--- Exercise data Enclosed Below ---
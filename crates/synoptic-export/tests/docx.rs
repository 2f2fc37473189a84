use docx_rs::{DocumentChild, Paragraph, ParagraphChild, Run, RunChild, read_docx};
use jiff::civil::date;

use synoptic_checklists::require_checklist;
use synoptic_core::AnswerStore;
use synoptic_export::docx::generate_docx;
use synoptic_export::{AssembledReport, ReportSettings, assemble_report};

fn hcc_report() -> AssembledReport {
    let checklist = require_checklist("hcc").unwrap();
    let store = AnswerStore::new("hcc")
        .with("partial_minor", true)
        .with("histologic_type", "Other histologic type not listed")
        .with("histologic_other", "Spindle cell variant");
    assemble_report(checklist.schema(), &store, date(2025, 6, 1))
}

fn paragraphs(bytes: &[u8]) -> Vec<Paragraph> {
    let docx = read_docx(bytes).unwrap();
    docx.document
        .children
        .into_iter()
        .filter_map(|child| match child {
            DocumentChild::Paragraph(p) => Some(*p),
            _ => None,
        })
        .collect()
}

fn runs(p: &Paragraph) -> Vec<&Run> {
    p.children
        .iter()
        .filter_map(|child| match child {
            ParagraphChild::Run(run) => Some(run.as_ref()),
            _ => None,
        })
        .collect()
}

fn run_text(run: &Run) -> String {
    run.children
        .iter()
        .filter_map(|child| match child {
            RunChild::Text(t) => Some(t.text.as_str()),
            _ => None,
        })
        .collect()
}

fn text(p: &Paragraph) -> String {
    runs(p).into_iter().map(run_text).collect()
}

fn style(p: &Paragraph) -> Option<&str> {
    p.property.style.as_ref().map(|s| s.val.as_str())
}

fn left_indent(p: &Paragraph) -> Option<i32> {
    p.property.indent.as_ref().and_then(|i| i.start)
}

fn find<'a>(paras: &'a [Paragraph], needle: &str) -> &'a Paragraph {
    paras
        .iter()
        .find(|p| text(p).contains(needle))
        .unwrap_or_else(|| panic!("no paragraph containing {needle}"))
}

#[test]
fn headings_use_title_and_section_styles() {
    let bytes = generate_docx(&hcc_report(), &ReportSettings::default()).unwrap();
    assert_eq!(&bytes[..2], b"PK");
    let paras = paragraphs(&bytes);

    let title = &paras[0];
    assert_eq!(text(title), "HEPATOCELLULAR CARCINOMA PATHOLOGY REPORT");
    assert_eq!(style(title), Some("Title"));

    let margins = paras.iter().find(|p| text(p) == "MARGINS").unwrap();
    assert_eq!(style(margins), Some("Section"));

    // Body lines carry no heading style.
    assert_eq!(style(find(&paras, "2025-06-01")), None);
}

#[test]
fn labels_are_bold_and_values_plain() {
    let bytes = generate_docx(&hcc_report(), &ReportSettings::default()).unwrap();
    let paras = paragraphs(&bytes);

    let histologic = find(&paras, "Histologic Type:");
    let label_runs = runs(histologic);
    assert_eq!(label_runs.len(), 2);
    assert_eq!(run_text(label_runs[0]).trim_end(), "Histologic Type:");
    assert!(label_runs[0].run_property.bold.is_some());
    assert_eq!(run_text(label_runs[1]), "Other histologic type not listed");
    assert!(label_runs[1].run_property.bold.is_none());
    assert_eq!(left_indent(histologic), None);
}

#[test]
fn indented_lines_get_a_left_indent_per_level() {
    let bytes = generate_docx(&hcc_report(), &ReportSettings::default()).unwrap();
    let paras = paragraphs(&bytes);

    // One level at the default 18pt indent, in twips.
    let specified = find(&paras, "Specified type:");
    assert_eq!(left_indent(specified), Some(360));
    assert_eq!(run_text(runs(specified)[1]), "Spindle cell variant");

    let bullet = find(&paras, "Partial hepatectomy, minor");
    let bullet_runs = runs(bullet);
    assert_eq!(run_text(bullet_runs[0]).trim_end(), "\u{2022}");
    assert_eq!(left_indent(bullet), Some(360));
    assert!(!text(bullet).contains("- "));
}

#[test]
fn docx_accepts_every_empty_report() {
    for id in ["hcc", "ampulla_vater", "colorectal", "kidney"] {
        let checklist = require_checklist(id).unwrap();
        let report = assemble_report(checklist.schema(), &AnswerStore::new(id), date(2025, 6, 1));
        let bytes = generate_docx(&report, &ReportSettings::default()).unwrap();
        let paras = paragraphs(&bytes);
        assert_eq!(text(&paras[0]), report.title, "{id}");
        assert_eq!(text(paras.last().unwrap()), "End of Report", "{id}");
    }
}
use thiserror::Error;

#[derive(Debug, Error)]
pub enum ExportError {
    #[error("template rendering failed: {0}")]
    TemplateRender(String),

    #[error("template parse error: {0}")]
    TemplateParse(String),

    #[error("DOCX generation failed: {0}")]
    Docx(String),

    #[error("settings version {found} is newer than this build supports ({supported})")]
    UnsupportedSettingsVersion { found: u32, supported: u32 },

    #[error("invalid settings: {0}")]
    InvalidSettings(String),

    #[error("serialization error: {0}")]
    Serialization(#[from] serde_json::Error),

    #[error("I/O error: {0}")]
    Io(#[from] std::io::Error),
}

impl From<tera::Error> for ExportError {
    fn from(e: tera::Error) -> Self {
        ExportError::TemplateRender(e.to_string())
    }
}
--- End of Enclosed Exercise data ---
Task directions: Go through the lines of the material, counting those with the word "specified"; afterward give only the total.

Task response: 3